_Activity_
Report every line of the records that contains the word "InstallFailed".

_Information supplied_
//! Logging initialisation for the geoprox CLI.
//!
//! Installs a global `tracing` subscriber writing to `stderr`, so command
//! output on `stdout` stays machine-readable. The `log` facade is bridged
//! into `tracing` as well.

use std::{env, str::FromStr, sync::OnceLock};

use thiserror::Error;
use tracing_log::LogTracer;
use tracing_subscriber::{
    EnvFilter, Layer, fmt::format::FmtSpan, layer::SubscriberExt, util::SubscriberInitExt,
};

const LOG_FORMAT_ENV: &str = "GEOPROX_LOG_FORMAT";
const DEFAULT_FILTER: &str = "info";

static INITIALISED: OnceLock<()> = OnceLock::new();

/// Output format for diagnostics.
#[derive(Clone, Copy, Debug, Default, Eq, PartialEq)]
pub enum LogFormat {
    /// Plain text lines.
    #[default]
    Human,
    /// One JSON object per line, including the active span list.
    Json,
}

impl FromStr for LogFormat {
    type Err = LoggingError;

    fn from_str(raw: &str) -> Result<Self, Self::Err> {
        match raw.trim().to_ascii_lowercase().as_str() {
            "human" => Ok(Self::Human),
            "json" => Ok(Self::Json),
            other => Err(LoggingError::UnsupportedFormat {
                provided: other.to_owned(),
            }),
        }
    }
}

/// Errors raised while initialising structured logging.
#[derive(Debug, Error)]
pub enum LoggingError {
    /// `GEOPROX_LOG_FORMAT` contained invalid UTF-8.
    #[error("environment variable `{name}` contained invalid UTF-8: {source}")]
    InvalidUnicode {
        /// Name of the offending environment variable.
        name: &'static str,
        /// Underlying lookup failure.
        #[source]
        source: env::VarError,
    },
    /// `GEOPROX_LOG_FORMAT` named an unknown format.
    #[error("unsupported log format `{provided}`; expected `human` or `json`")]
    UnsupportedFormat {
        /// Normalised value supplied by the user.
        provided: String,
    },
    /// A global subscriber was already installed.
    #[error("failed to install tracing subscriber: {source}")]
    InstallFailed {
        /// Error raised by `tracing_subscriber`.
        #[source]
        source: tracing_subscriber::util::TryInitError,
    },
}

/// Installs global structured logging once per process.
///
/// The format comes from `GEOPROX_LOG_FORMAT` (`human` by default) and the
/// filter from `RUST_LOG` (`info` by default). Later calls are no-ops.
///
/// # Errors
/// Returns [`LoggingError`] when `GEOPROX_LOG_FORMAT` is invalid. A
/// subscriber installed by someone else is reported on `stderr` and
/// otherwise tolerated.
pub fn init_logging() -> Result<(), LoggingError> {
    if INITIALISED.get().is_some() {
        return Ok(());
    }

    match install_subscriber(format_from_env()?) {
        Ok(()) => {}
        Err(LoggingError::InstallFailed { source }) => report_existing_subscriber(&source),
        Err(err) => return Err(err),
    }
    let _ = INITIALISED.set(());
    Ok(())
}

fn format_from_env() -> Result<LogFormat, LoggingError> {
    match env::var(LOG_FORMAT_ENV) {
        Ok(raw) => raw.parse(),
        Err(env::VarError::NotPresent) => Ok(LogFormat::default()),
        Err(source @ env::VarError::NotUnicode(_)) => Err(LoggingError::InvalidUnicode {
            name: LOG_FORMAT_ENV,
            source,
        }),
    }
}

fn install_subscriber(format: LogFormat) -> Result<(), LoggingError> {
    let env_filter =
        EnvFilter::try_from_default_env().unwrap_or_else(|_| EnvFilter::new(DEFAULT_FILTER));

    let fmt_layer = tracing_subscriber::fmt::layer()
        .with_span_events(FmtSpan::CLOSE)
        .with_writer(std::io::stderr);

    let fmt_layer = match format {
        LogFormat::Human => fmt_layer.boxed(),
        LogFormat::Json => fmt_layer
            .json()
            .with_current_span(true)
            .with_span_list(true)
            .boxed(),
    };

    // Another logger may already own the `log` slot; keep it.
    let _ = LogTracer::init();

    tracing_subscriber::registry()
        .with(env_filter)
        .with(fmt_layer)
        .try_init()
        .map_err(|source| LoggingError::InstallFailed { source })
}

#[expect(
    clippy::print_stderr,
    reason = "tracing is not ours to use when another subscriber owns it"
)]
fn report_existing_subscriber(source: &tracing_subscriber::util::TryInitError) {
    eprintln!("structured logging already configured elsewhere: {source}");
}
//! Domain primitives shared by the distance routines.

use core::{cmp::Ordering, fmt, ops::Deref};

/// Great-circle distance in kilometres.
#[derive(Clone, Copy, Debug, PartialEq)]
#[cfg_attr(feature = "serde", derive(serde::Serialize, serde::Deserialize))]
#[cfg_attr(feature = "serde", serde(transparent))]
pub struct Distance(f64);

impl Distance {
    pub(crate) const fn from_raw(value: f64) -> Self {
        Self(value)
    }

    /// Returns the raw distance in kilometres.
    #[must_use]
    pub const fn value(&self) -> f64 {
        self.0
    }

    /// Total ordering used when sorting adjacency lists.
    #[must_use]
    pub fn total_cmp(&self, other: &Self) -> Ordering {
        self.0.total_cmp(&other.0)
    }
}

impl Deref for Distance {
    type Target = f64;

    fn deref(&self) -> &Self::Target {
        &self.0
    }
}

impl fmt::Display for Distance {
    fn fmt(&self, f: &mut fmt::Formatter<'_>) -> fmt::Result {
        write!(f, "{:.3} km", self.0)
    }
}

_Solution to this problem_
    InstallFailed {
        Err(LoggingError::InstallFailed { source }) => report_existing_subscriber(&source),
        .map_err(|source| LoggingError::InstallFailed { source })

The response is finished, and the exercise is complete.